### TASK OBJECTIVE
Which lines in the data below contain the word "display"? Return each of them.
SUPPLIED DATA Start Marker
impl Row {
    pub fn get<'a>(&'a self, header: &[String], name: &str) -> Option<&'a str> {
        let idx = header.iter().position(|h| h == name)?;
        self.cells.get(idx).and_then(|c| c.as_deref())
    }

    pub fn digest(&self) -> String {
        row_digest(self.cells.iter().map(|c| c.as_deref()))
    }
}

/// Position in the logical row stream after a row was read, suitable for
/// persisting as resume state (§4.6).
#[derive(Debug, Clone, Copy)]
pub struct StreamCursor {
    pub byte_offset: u64,
    pub row_index: u64,
}

fn normalise_cell(raw: &str) -> Option<String> {
    let trimmed = raw.trim();
    if trimmed.is_empty() {
        None
    } else {
        Some(trimmed.to_string())
    }
}

fn synthetic_header(width: usize) -> Vec<String> {
    (1..=width).map(|i| format!("column_{i}")).collect()
}

/// Re-join a too-wide row around `malformed_column` (1-based) so its width
/// matches `expected_width`. Returns `None` if the result still doesn't
/// match exactly.
fn rejoin_malformed(
    record: &StringRecord,
    malformed_column: usize,
    expected_width: usize,
    delimiter: char,
) -> Option<Vec<String>> {
    if record.len() <= expected_width || malformed_column == 0 || malformed_column > expected_width {
        return None;
    }
    let excess = record.len() - expected_width;
    let anchor = malformed_column - 1;
    if anchor >= record.len() {
        return None;
    }
    let merge_end = (anchor + 1 + excess).min(record.len());
    let mut cells: Vec<String> = Vec::with_capacity(expected_width);
    cells.extend(record.iter().take(anchor).map(str::to_string));
    let merged = record
        .iter()
        .skip(anchor)
        .take(merge_end - anchor)
        .collect::<Vec<_>>()
        .join(&delimiter.to_string());
    cells.push(merged);
    cells.extend(record.iter().skip(merge_end).map(str::to_string));
    if cells.len() == expected_width {
        Some(cells)
    } else {
        None
    }
}

/// One open file in a series, tracking byte position for resume seeking.
struct FileCursor {
    path: PathBuf,
    reader: csv::Reader<BufReader<File>>,
}

/// Reads a single file or an ordered series of files as one logical row
/// stream, applying the header policy and row-recovery passes.
pub struct SeriesReader {
    files: Vec<PathBuf>,
    file_idx: usize,
    config: CsvSourceConfig,
    header: Vec<String>,
    cursor: Option<FileCursor>,
    physical_row_number: u64,
    row_index: u64,
}

impl SeriesReader {
    pub fn open(files: Vec<PathBuf>, config: CsvSourceConfig) -> Result<Self, PartitionError> {
        let mut reader = Self {
            files,
            file_idx: 0,
            config,
            header: Vec::new(),
            cursor: None,
            physical_row_number: 0,
            row_index: 0,
        };
        reader.open_next_file(true)?;
        Ok(reader)
    }

    /// Resume reading a single already-partially-consumed file at a known
    /// byte offset, using externally recorded field names rather than
    /// re-reading a header row (§4.6 offset mode).
    pub fn resume_at_offset(
        path: PathBuf,
        fieldnames: Vec<String>,
        byte_offset: u64,
        row_index: u64,
        delimiter: u8,
    ) -> std::io::Result<Self> {
        let file = File::open(&path)?;
        let mut csv_reader = ReaderBuilder::new()
            .delimiter(delimiter)
            .has_headers(false)
            .flexible(true)
            .from_reader(BufReader::new(file));
        let mut pos = Position::new();
        pos.set_byte(byte_offset);
        csv_reader.seek(pos)?;
        Ok(Self {
            files: vec![path.clone()],
            file_idx: 0,
            config: CsvSourceConfig {
                delimiter,
                header_row: HeaderRowPolicy::All,
                malformed_column: None,
            },
            header: fieldnames,
            cursor: Some(FileCursor {
                path,
                reader: csv_reader,
            }),
            physical_row_number: 0,
            row_index,
        })
    }

    pub fn header(&self) -> &[String] {
        &self.header
    }

    fn open_next_file(&mut self, is_first: bool) -> Result<bool, PartitionError> {
        if self.file_idx >= self.files.len() {
            return Ok(false);
        }
        let path = self.files[self.file_idx].clone();
        self.file_idx += 1;
        let file = File::open(&path).map_err(|e| PartitionError::Io {
            path: path.display().to_string(),
            source: e,
        })?;
        let mut reader = ReaderBuilder::new()
            .delimiter(self.config.delimiter)
            .has_headers(false)
            .flexible(true)
            .from_reader(BufReader::new(file));

        let should_read_header = match self.config.header_row {
            HeaderRowPolicy::All => true,
            HeaderRowPolicy::FirstOnly => is_first,
        };

        if should_read_header {
            let mut record = StringRecord::new();
            let has_row = reader
                .read_record(&mut record)
                .map_err(|e| PartitionError::Io {
                    path: path.display().to_string(),
                    source: std::io::Error::new(std::io::ErrorKind::InvalidData, e),
                })?;
            if has_row {
                let header: Vec<String> = record.iter().map(str::to_string).collect();
                if is_first {
                    self.header = header;
                }
                // first-only: subsequent files' header rows are read to
                // advance the cursor, then discarded; the series keeps the
                // first file's header width (see SPEC_FULL.md open question).
            } else if is_first {
                // empty first file: header is derived from the first data
                // row's width once it's read (synthetic headers below).
            }
        }

        self.cursor = Some(FileCursor { path, reader });
        Ok(true)
    }

    fn next_physical_record(&mut self) -> Result<Option<StringRecord>, PartitionError> {
        loop {
            let Some(cursor) = self.cursor.as_mut() else {
                return Ok(None);
            };
            let mut record = StringRecord::new();
            let has_row = cursor.reader.read_record(&mut record).map_err(|e| PartitionError::Io {
                path: cursor.path.display().to_string(),
                source: std::io::Error::new(std::io::ErrorKind::InvalidData, e),
            })?;
            if has_row {
                self.physical_row_number += 1;
                return Ok(Some(record));
            }
            if !self.open_next_file(false)? {
                return Ok(None);
            }
        }
    }

    /// Current byte position in the active file, for resume-state
    /// persistence (§4.6).
    pub fn cursor_position(&self) -> u64 {
        self.cursor
            .as_ref()
            .map(|c| c.reader.position().byte())
            .unwrap_or(0)
    }

    pub fn row_index(&self) -> u64 {
        self.row_index
    }

    pub fn stream_cursor(&self) -> StreamCursor {
        StreamCursor {
            byte_offset: self.cursor_position(),
            row_index: self.row_index,
        }
    }

    /// Read and recover the next logical row, applying the two-pass
    /// malformed-row recovery of §4.1. Returns `Ok(None)` at end of stream;
    /// a row that cannot be recovered to the header's width is dropped and
    /// reported via the returned `DropReason`, not surfaced as `Row`.
    pub fn next_row(&mut self) -> Result<Option<RowOutcome>, PartitionError> {
        let Some(mut record) = self.next_physical_record()? else {
            return Ok(None);
        };
        if self.header.is_empty() {
            self.header = synthetic_header(record.len());
        }
        let expected = self.header.len();
        let delimiter = self.config.delimiter as char;

        let first_physical_row = self.physical_row_number;
        let mut last_physical_row = self.physical_row_number;

        let cells = loop {
            if record.len() == expected {
                break Some(record.iter().map(str::to_string).collect::<Vec<_>>());
            }
            if record.len() > expected {
                if let Some(column) = self.config.malformed_column {
                    if let Some(rejoined) = rejoin_malformed(&record, column, expected, delimiter) {
                        break Some(rejoined);
                    }
                }
                break None;
            }
            // record.len() < expected: multi-line stitch. Fold one more
            // physical row in: its first cell continues the last stitched
            // cell (joined by a literal newline), and any further cells of
            // that physical row extend the array as new trailing cells —
            // this is how a short row grows back up towards `expected`.
            let Some(next) = self.next_physical_record()? else {
                break None;
            };
            last_physical_row = self.physical_row_number;
            let mut merged: Vec<String> = record.iter().map(str::to_string).collect();
            let extra: Vec<String> = next.iter().map(str::to_string).collect();
            if merged.is_empty() {
                merged = extra;
            } else if let Some((first_extra, rest_extra)) = extra.split_first() {
                if let Some(last) = merged.last_mut() {
                    last.push('\n');
                    last.push_str(first_extra);
                }
                merged.extend_from_slice(rest_extra);
            } else if let Some(last) = merged.last_mut() {
                last.push('\n');
            }
            if merged.len() > expected {
                if let Some(column) = self.config.malformed_column {
                    let wide = StringRecord::from(merged.clone());
                    if let Some(rejoined) = rejoin_malformed(&wide, column, expected, delimiter) {
                        merged = rejoined;
                    }
                }
            }
            record = StringRecord::from(merged);
        };

        match cells {
            Some(cells) => {
                self.row_index += 1;
                let padded = pad_to_width(cells, self.header.len());
                let normalised = padded.into_iter().map(|c| normalise_cell(&c)).collect();
                Ok(Some(RowOutcome::Row(Row { cells: normalised })))
            }
            None => Ok(Some(RowOutcome::Dropped {
                first_physical_row,
                last_physical_row,
            })),
        }
    }
}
SUPPLIED DATA End Marker
### SOLVED EXERCISE
            path: path.display().to_string(),
                    path: path.display().to_string(),
                path: cursor.path.display().to_string(),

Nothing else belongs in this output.